## Your task
Your response should reproduce every line of the entries that contains the word "pointer".

___ Supplied information ___

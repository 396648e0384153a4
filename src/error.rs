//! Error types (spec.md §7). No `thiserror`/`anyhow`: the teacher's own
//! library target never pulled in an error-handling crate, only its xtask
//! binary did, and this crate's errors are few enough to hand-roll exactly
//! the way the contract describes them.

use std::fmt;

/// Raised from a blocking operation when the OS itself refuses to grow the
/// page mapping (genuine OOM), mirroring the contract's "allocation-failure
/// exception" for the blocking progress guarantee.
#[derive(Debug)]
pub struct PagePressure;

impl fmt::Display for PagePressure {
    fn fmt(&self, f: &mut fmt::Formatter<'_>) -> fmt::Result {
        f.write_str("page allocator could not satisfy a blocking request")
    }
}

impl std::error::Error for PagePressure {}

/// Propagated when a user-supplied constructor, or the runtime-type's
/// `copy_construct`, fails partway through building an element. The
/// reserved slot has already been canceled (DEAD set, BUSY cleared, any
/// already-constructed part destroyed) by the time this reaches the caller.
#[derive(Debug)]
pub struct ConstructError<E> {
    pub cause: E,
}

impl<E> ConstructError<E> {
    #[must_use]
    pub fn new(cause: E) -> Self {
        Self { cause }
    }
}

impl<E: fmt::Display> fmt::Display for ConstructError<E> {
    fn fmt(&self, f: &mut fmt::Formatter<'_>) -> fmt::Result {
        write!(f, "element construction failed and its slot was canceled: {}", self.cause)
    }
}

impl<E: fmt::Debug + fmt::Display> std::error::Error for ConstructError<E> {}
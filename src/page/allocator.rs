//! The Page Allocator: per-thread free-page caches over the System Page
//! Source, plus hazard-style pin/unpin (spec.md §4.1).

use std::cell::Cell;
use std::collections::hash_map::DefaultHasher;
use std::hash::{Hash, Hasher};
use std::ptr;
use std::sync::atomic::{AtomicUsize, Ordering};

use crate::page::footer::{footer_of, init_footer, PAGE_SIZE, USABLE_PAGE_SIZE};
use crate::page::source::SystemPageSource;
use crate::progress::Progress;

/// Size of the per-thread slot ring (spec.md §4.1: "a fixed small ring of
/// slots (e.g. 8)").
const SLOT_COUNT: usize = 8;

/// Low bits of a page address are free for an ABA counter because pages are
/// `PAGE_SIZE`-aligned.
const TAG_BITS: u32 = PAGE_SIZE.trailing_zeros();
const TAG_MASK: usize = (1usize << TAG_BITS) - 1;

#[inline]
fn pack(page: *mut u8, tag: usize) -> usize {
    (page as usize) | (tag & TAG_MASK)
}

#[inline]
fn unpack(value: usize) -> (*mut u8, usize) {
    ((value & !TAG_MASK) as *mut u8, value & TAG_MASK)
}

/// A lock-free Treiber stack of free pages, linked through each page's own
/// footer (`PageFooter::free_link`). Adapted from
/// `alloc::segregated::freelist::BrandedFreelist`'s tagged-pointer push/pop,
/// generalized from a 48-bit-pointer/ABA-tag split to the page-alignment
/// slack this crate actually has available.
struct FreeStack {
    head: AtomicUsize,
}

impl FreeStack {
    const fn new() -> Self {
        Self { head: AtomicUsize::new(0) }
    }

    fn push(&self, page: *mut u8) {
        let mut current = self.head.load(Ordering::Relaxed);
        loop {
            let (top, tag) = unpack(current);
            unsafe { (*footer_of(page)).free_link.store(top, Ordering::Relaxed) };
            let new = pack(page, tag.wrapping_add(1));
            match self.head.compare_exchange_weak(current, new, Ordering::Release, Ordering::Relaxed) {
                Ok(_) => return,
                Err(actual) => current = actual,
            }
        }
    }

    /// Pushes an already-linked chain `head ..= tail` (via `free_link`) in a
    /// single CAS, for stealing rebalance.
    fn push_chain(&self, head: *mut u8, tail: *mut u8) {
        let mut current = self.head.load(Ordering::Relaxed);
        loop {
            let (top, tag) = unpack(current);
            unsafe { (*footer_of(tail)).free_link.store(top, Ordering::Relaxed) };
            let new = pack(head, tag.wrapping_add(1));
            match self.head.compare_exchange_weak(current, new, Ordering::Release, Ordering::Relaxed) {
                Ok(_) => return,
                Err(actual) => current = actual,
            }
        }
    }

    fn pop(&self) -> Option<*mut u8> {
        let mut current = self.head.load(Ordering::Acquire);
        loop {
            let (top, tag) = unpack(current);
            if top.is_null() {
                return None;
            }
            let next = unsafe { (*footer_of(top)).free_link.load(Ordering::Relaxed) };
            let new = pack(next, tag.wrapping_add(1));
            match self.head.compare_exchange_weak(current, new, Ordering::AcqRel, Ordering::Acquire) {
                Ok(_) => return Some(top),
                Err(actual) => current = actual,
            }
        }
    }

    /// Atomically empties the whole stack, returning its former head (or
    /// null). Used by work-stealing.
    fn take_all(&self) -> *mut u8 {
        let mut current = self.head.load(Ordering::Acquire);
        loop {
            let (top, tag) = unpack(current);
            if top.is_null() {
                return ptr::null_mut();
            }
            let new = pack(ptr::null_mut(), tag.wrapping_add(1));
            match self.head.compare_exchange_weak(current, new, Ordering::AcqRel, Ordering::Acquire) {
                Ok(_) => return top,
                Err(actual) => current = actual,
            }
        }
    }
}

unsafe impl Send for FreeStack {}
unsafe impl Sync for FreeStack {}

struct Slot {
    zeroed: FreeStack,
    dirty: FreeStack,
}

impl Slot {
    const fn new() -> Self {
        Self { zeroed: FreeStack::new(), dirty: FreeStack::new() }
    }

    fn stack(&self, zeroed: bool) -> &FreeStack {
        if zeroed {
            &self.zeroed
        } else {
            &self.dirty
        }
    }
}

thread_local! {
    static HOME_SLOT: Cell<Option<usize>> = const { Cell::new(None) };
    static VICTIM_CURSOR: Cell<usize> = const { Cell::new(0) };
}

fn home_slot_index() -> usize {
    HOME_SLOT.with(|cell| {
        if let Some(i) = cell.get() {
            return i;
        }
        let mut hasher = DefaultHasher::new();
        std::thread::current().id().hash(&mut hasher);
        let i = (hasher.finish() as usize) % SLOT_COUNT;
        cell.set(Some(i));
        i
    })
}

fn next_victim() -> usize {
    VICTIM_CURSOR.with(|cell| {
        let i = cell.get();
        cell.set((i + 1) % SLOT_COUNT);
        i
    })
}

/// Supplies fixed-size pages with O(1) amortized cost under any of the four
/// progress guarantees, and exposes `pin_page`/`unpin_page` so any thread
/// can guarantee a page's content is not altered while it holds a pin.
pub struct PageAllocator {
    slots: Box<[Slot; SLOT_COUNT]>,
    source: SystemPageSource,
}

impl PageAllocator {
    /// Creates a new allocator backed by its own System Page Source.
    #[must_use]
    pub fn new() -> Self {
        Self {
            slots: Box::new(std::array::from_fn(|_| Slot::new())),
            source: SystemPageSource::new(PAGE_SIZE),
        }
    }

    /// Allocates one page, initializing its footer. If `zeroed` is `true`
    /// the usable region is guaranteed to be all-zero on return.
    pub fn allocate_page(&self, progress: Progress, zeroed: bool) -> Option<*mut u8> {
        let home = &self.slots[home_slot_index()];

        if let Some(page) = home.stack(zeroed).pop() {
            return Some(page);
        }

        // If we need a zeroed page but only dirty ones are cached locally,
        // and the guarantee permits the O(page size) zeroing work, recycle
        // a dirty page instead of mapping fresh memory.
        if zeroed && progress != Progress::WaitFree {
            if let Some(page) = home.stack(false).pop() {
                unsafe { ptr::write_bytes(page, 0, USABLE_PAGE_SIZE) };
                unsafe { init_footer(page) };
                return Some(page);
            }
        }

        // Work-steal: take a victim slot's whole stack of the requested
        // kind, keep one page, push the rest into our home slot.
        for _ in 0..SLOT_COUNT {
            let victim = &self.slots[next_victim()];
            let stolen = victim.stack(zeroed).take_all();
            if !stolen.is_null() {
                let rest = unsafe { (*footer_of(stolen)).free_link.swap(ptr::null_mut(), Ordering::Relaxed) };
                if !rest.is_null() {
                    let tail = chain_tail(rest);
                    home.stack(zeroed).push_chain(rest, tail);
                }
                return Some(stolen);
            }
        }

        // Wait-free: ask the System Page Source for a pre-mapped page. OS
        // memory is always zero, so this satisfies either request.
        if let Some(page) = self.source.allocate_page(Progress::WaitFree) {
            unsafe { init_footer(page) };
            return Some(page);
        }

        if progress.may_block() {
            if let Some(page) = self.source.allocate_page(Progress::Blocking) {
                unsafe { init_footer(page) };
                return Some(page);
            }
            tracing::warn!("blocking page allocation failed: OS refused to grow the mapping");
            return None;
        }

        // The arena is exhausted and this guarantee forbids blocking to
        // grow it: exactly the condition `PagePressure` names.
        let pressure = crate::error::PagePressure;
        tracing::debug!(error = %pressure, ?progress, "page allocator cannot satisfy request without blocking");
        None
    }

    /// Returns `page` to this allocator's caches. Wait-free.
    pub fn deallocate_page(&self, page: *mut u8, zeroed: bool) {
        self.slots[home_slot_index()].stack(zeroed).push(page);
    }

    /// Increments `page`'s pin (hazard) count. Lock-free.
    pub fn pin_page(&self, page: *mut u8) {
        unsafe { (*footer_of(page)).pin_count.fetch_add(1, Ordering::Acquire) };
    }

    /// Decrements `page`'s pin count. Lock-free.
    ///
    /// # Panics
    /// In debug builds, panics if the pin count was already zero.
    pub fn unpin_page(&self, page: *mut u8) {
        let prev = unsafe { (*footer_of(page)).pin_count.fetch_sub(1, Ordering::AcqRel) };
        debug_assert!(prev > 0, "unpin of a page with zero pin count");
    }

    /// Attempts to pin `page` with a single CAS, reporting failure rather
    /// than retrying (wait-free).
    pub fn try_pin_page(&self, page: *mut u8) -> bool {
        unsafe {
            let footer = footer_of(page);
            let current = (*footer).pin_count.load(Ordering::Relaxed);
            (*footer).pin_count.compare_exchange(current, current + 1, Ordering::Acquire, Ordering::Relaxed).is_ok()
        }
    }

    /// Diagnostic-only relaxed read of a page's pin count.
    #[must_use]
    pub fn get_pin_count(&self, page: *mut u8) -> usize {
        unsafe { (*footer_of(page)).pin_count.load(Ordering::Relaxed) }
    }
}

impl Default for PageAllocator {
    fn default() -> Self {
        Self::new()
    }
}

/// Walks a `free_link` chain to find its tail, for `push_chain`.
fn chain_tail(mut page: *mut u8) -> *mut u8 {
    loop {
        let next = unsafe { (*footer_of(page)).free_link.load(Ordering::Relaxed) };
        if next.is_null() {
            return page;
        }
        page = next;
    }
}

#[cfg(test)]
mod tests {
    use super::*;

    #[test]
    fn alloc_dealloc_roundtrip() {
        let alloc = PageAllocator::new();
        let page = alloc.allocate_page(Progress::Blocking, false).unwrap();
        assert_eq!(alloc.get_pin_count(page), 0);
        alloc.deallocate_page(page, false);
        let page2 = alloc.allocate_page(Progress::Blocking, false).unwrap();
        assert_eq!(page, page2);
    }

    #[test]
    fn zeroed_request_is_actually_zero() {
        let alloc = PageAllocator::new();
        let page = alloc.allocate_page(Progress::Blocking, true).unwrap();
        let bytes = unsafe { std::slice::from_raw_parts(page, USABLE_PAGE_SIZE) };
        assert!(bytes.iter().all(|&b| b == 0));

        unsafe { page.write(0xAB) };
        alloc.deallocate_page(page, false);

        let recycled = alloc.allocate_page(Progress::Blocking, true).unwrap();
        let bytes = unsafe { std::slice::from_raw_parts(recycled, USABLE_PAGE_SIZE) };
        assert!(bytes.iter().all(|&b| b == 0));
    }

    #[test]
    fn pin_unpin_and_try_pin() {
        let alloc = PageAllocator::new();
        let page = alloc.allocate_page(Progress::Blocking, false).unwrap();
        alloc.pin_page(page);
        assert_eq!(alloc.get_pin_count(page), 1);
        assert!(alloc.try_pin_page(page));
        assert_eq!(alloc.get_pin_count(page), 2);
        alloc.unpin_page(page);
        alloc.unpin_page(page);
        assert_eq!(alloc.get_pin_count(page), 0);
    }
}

___

## Response for this exercise
/// `alloc::segregated::freelist::BrandedFreelist`'s tagged-pointer push/pop,
/// generalized from a 48-bit-pointer/ABA-tag split to the page-alignment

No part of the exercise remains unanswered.